Treviso. Picchia la compagna: non vuole
convertirsi all'Islam e non sa cucinare

Martedì 31 Agosto 2010
(archivio)
TREVISO (31 agosto) - Ha subito per anni le violenze e le minacce del convivente marocchino che voleva obbligarla a convertirsi all'Islam, ma alla fine si ribellata e ha denunciato l'uomo alla Polizia.



Non ha seguito l'invito del leader libico Muammar Gheddafi ad abbracciare la religione musulmana, una donna trevigiana di 39 anni che aveva una relazione con un operaio di 37 anni, dipendente della Gatorade, azienda veneta a rischio di chiusura. Stanca di subire gli abusi, si è rivolta alla squadra mobile e ha ottenuto che il giudice allontanasse il compagno da casa intimandogli di tenersi a 500 metri di distanza da qualunque luogo frequentato.

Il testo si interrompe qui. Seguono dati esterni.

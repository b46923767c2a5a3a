use anyhow::{Context, Result};
use std::fs;
use std::path::Path;

/// Replace `dest` with `text` through a sibling temp file and a rename.
///
/// A symlinked `dest` is resolved first so the link survives, and the
/// replaced file keeps its permissions.
pub fn write_atomic(dest: &Path, text: &str) -> Result<()> {
    let target = match fs::symlink_metadata(dest) {
        Ok(meta) if meta.file_type().is_symlink() => fs::canonicalize(dest)
            .with_context(|| format!("resolve {}", dest.display()))?,
        _ => dest.to_path_buf(),
    };
    let file_name = target
        .file_name()
        .and_then(|name| name.to_str())
        .unwrap_or("rewrite");
    let tmp_path = target
        .parent()
        .unwrap_or_else(|| Path::new("."))
        .join(format!(".{file_name}.tmp"));
    fs::write(&tmp_path, text.as_bytes())
        .with_context(|| format!("write {}", tmp_path.display()))?;
    if let Ok(meta) = fs::metadata(&target) {
        fs::set_permissions(&tmp_path, meta.permissions())
            .with_context(|| format!("copy permissions onto {}", tmp_path.display()))?;
    }
    fs::rename(&tmp_path, &target).with_context(|| format!("replace {}", target.display()))?;
    Ok(())
}

/// Read a text file, treating a missing file as empty.
pub fn read_or_empty(path: &Path) -> Result<String> {
    match fs::read_to_string(path) {
        Ok(text) => Ok(text),
        Err(err) if err.kind() == std::io::ErrorKind::NotFound => Ok(String::new()),
        Err(err) => Err(err).with_context(|| format!("read {}", path.display())),
    }
}

pub fn display_path(path: &Path, base: Option<&Path>) -> String {
    if let Some(base) = base {
        if let Ok(relative) = path.strip_prefix(base) {
            return relative.display().to_string();
        }
    }
    path.display().to_string()
}

pub fn truncate_string(text: &str, max_bytes: usize) -> String {
    if text.len() <= max_bytes {
        return text.to_string();
    }
    let mut truncated = String::new();
    for ch in text.chars() {
        if truncated.len() + ch.len_utf8() > max_bytes {
            break;
        }
        truncated.push(ch);
    }
    truncated
}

I problemi erano iniziati dopo quattro anni di convivenza, in un crescendo di episodi di violenza domestica, che hanno avuto per vittime anche i due gatti di casa. Il marocchino non accettava che la compagna non avesse sposato il suo stesso credo religioso e non osservasse il Ramadan. Dal 2006 la donna era dovuta ricorrere più volte alle cure dei sanitari per le ferite procurate dal convivente, a suon di pugni e calci. In una occasione era stata medicata perché l'uomo l'aveva infilzata con una forchetta, in una un'altra era stata presa a bastonate.

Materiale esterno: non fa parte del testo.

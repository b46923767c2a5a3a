//! The patch-stack tool seam.
//!
//! The driver only needs the captured text of `setup`, `push`, and `refresh`;
//! exit codes are ignored because quilt reports most outcomes through
//! non-zero statuses that are still meaningful text. [`QuiltTool`] runs the
//! real binary, tests substitute scripted implementations.
use anyhow::{anyhow, Context, Result};
use std::path::Path;
use std::process::Command;
use std::time::Instant;

/// Environment override for the quilt command line.
pub const QUILT_COMMAND_ENV: &str = "REFRESH_PATCHES_QUILT_COMMAND";

/// Operations the refresh driver issues against a patch stack.
pub trait PatchTool {
    /// Unpack the sources of `manifest` into `workdir`, linking patches from `sourcedir`.
    fn setup(&self, manifest: &Path, sourcedir: &Path, workdir: &Path) -> Result<String>;
    /// Apply the next patch of the stack in `tree`.
    fn push(&self, tree: &Path) -> Result<String>;
    /// Regenerate the topmost applied patch in `tree`.
    fn refresh(&self, tree: &Path) -> Result<String>;
}

/// Per-invocation process configuration.
///
/// quilt and patch localise their status lines, so every call pins the C
/// locale explicitly rather than relying on the caller's environment.
#[derive(Debug, Clone, PartialEq, Eq)]
pub struct ToolEnv {
    pub vars: Vec<(String, String)>,
}

impl Default for ToolEnv {
    fn default() -> Self {
        Self {
            vars: vec![
                ("LC_ALL".to_string(), "C".to_string()),
                ("LANG".to_string(), "C".to_string()),
            ],
        }
    }
}

/// Runs quilt as a child process.
#[derive(Debug, Clone)]
pub struct QuiltTool {
    argv: Vec<String>,
    env: ToolEnv,
}

impl QuiltTool {
    pub fn new(argv: Vec<String>, env: ToolEnv) -> Result<Self> {
        if argv.is_empty() {
            return Err(anyhow!("quilt command is empty"));
        }
        Ok(Self { argv, env })
    }

    /// Resolve the quilt command from the environment, falling back to `quilt`.
    pub fn from_env() -> Result<Self> {
        let argv = match std::env::var(QUILT_COMMAND_ENV) {
            Ok(command) => shell_words::split(&command)
                .with_context(|| format!("parse quilt command: {command}"))?,
            Err(_) => vec!["quilt".to_string()],
        };
        Self::new(argv, ToolEnv::default())
    }

    fn run(&self, op: &str, args: &[&str], cwd: &Path) -> Result<String> {
        let start = Instant::now();
        let mut command = Command::new(&self.argv[0]);
        command.args(&self.argv[1..]).arg(op).args(args).current_dir(cwd);
        for (key, value) in &self.env.vars {
            command.env(key, value);
        }
        let output = command
            .output()
            .with_context(|| format!("run {} {op}", self.argv[0]))?;
        let elapsed_ms = start.elapsed().as_millis();

        let mut text = String::from_utf8_lossy(&output.stdout).into_owned();
        text.push_str(&String::from_utf8_lossy(&output.stderr));
        tracing::info!(
            op,
            elapsed_ms,
            status = %output.status,
            output_bytes = text.len(),
            "quilt invoke complete"
        );
        Ok(text)
    }
}

impl PatchTool for QuiltTool {
    fn setup(&self, manifest: &Path, sourcedir: &Path, workdir: &Path) -> Result<String> {
        let workdir = path_arg(workdir)?;
        let sourcedir = path_arg(sourcedir)?;
        let manifest = path_arg(manifest)?;
        self.run(
            "setup",
            &["-d", workdir, "--sourcedir", sourcedir, manifest],
            Path::new("."),
        )
    }

    fn push(&self, tree: &Path) -> Result<String> {
        self.run("push", &[], tree)
    }

    fn refresh(&self, tree: &Path) -> Result<String> {
        self.run("refresh", &[], tree)
    }
}

fn path_arg(path: &Path) -> Result<&str> {
    path.to_str()
        .ok_or_else(|| anyhow!("path is not valid UTF-8: {}", path.display()))
}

Nulla, neppure la cucina, era più in linea con il credo religioso dell'uomo: «Se mi fossi preso una marocchina quindicenne invece di te - aveva detto più volte alla compagna - le cose sarebbero andate diversamente». A far scattare la ribellione è stata l'ultima violenza: il marocchino ha afferrato un coltello di casa e ha ripetuto le minacce. Ai poliziotti la donna ha raccontato che il convivente «voleva da lei la totale sottomissione, come fosse una serva».

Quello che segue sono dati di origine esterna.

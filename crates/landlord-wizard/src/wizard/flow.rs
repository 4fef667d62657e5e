//! Section-to-section navigation over the visible section list.

use std::collections::HashSet;

use chrono::NaiveDate;
use serde::Serialize;

use super::facts::CaseFacts;
use super::sections::{SectionId, SectionTable};

#[derive(Debug, Clone, Copy, PartialEq, Eq, Serialize)]
#[serde(rename_all = "snake_case")]
pub enum FlowState {
    Loading,
    Active,
    Completed,
}

#[derive(Debug, Clone, PartialEq, Eq, thiserror::Error)]
pub enum NavigationError {
    #[error("the wizard has not finished loading")]
    NotStarted,
    #[error("the wizard has already been completed")]
    AlreadyCompleted,
    #[error("{section} has {} unresolved issue(s)", .blockers.len())]
    Blocked {
        section: SectionId,
        blockers: Vec<String>,
    },
    #[error("already at the last section")]
    AtEnd,
    #[error("already at the first section")]
    AtStart,
    #[error("section {0} is not available for this case")]
    NotVisible(SectionId),
    #[error("no section called '{0}'")]
    UnknownSection(String),
    #[error("the wizard can only be completed from the review section, not {0}")]
    NotOnReview(SectionId),
    #[error("sections still incomplete: {}", format_sections(.0))]
    Incomplete(Vec<SectionId>),
}

fn format_sections(sections: &[SectionId]) -> String {
    sections
        .iter()
        .map(|section| section.as_str())
        .collect::<Vec<_>>()
        .join(", ")
}

/// Result of a successful `next`.
#[derive(Debug, Clone, Copy, PartialEq, Eq)]
pub struct StepOutcome {
    pub from: SectionId,
    pub from_index: usize,
    pub to: SectionId,
    pub total: usize,
    pub was_complete: bool,
    /// True the first time this section is left complete in the session.
    pub first_completion: bool,
}

#[derive(Debug, Clone, PartialEq, Eq, Serialize)]
pub struct FlowSnapshot {
    pub state: FlowState,
    pub current: Option<SectionId>,
    pub index: usize,
    pub visible: Vec<SectionId>,
    pub progress_percent: u8,
    pub blockers: Vec<String>,
    pub warnings: Vec<String>,
}

#[derive(Debug, Clone)]
pub struct FlowController {
    table: SectionTable,
    state: FlowState,
    visible: Vec<SectionId>,
    current: usize,
    completed_steps: HashSet<SectionId>,
}

impl FlowController {
    pub fn new(table: SectionTable) -> Self {
        Self {
            table,
            state: FlowState::Loading,
            visible: Vec::new(),
            current: 0,
            completed_steps: HashSet::new(),
        }
    }

    pub fn table(&self) -> &SectionTable {
        &self.table
    }

    pub fn state(&self) -> FlowState {
        self.state
    }

    pub fn visible(&self) -> &[SectionId] {
        &self.visible
    }

    pub fn current(&self) -> Option<SectionId> {
        match self.state {
            FlowState::Loading => None,
            _ => self.visible.get(self.current).copied(),
        }
    }

    pub fn current_index(&self) -> usize {
        self.current
    }

    /// Leave the loading state once facts are available.
    pub fn start(&mut self, facts: &CaseFacts, today: NaiveDate) {
        self.visible = self.table.visible_sections(facts, today);
        self.current = 0;
        self.state = FlowState::Active;
    }

    /// Recompute visibility after facts change. The current section is kept
    /// when it is still visible; otherwise the index is clamped.
    pub fn refresh(&mut self, facts: &CaseFacts, today: NaiveDate) {
        if self.state == FlowState::Loading {
            return;
        }
        let current = self.visible.get(self.current).copied();
        self.visible = self.table.visible_sections(facts, today);
        self.current = match current.and_then(|id| self.position(id)) {
            Some(index) => index,
            None => self.current.min(self.visible.len().saturating_sub(1)),
        };
    }

    pub fn next(
        &mut self,
        facts: &CaseFacts,
        today: NaiveDate,
    ) -> Result<StepOutcome, NavigationError> {
        let from = self.active_section()?;
        let blockers = self.table.blockers(from, facts, today);
        if !blockers.is_empty() {
            return Err(NavigationError::Blocked {
                section: from,
                blockers,
            });
        }
        if self.current + 1 >= self.visible.len() {
            return Err(NavigationError::AtEnd);
        }

        let was_complete = self.table.is_complete(from, facts, today);
        let first_completion = was_complete && self.completed_steps.insert(from);
        let from_index = self.current;
        self.current += 1;

        Ok(StepOutcome {
            from,
            from_index,
            to: self.visible[self.current],
            total: self.visible.len(),
            was_complete,
            first_completion,
        })
    }

    pub fn back(&mut self) -> Result<SectionId, NavigationError> {
        self.active_section()?;
        if self.current == 0 {
            return Err(NavigationError::AtStart);
        }
        self.current -= 1;
        Ok(self.visible[self.current])
    }

    pub fn jump_to(&mut self, id: SectionId) -> Result<SectionId, NavigationError> {
        self.active_section()?;
        let index = self.position(id).ok_or(NavigationError::NotVisible(id))?;
        self.current = index;
        Ok(id)
    }

    /// Finish the wizard. Only valid on a complete, unblocked review section.
    pub fn complete(&mut self, facts: &CaseFacts, today: NaiveDate) -> Result<(), NavigationError> {
        self.ready_to_complete(facts, today)?;
        self.state = FlowState::Completed;
        Ok(())
    }

    pub fn ready_to_complete(
        &self,
        facts: &CaseFacts,
        today: NaiveDate,
    ) -> Result<(), NavigationError> {
        let current = self.active_section()?;
        if current != SectionId::Review {
            return Err(NavigationError::NotOnReview(current));
        }
        let blockers = self.table.blockers(SectionId::Review, facts, today);
        if !blockers.is_empty() {
            return Err(NavigationError::Blocked {
                section: SectionId::Review,
                blockers,
            });
        }
        let incomplete: Vec<SectionId> = self
            .visible
            .iter()
            .copied()
            .filter(|id| *id != SectionId::Review && !self.table.is_complete(*id, facts, today))
            .collect();
        if !incomplete.is_empty() {
            return Err(NavigationError::Incomplete(incomplete));
        }
        Ok(())
    }

    pub fn progress(&self, facts: &CaseFacts, today: NaiveDate) -> u8 {
        let completed = self
            .visible
            .iter()
            .filter(|id| self.table.is_complete(**id, facts, today))
            .count();
        super::sections::progress_percent(completed, self.visible.len())
    }

    pub fn snapshot(&self, facts: &CaseFacts, today: NaiveDate) -> FlowSnapshot {
        let current = self.current();
        FlowSnapshot {
            state: self.state,
            current,
            index: self.current,
            visible: self.visible.clone(),
            progress_percent: self.progress(facts, today),
            blockers: current
                .map(|id| self.table.blockers(id, facts, today))
                .unwrap_or_default(),
            warnings: current
                .map(|id| self.table.warnings(id, facts, today))
                .unwrap_or_default(),
        }
    }

    fn position(&self, id: SectionId) -> Option<usize> {
        self.visible.iter().position(|visible| *visible == id)
    }

    fn active_section(&self) -> Result<SectionId, NavigationError> {
        match self.state {
            FlowState::Loading => Err(NavigationError::NotStarted),
            FlowState::Completed => Err(NavigationError::AlreadyCompleted),
            FlowState::Active => self
                .visible
                .get(self.current)
                .copied()
                .ok_or(NavigationError::NotStarted),
        }
    }
}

Nei confronti dell'immigrato è stato emesso dal giudice un ordine di allontanamento dalla casa familiare, insieme all'obbligo di tenersi ad una distanza di almeno 500 metri da qualunque luogo frequentato dalla vittima. «A tutte le donne che si trovano a vivere la stessa situazione - sottolinea il capo della mobile trevigiana, Riccardo Tumminia - rivolgiamo l'invito a non aspettare, a non accettare minacce di morte, sopruso e violenze ma a denunciare i loro compagni, senza avere paura». Come ha fatto la donna marocchina di 30 anni, picchiata il 23 agosto scorso a Padova dal marito perché sorpresa senza il velo.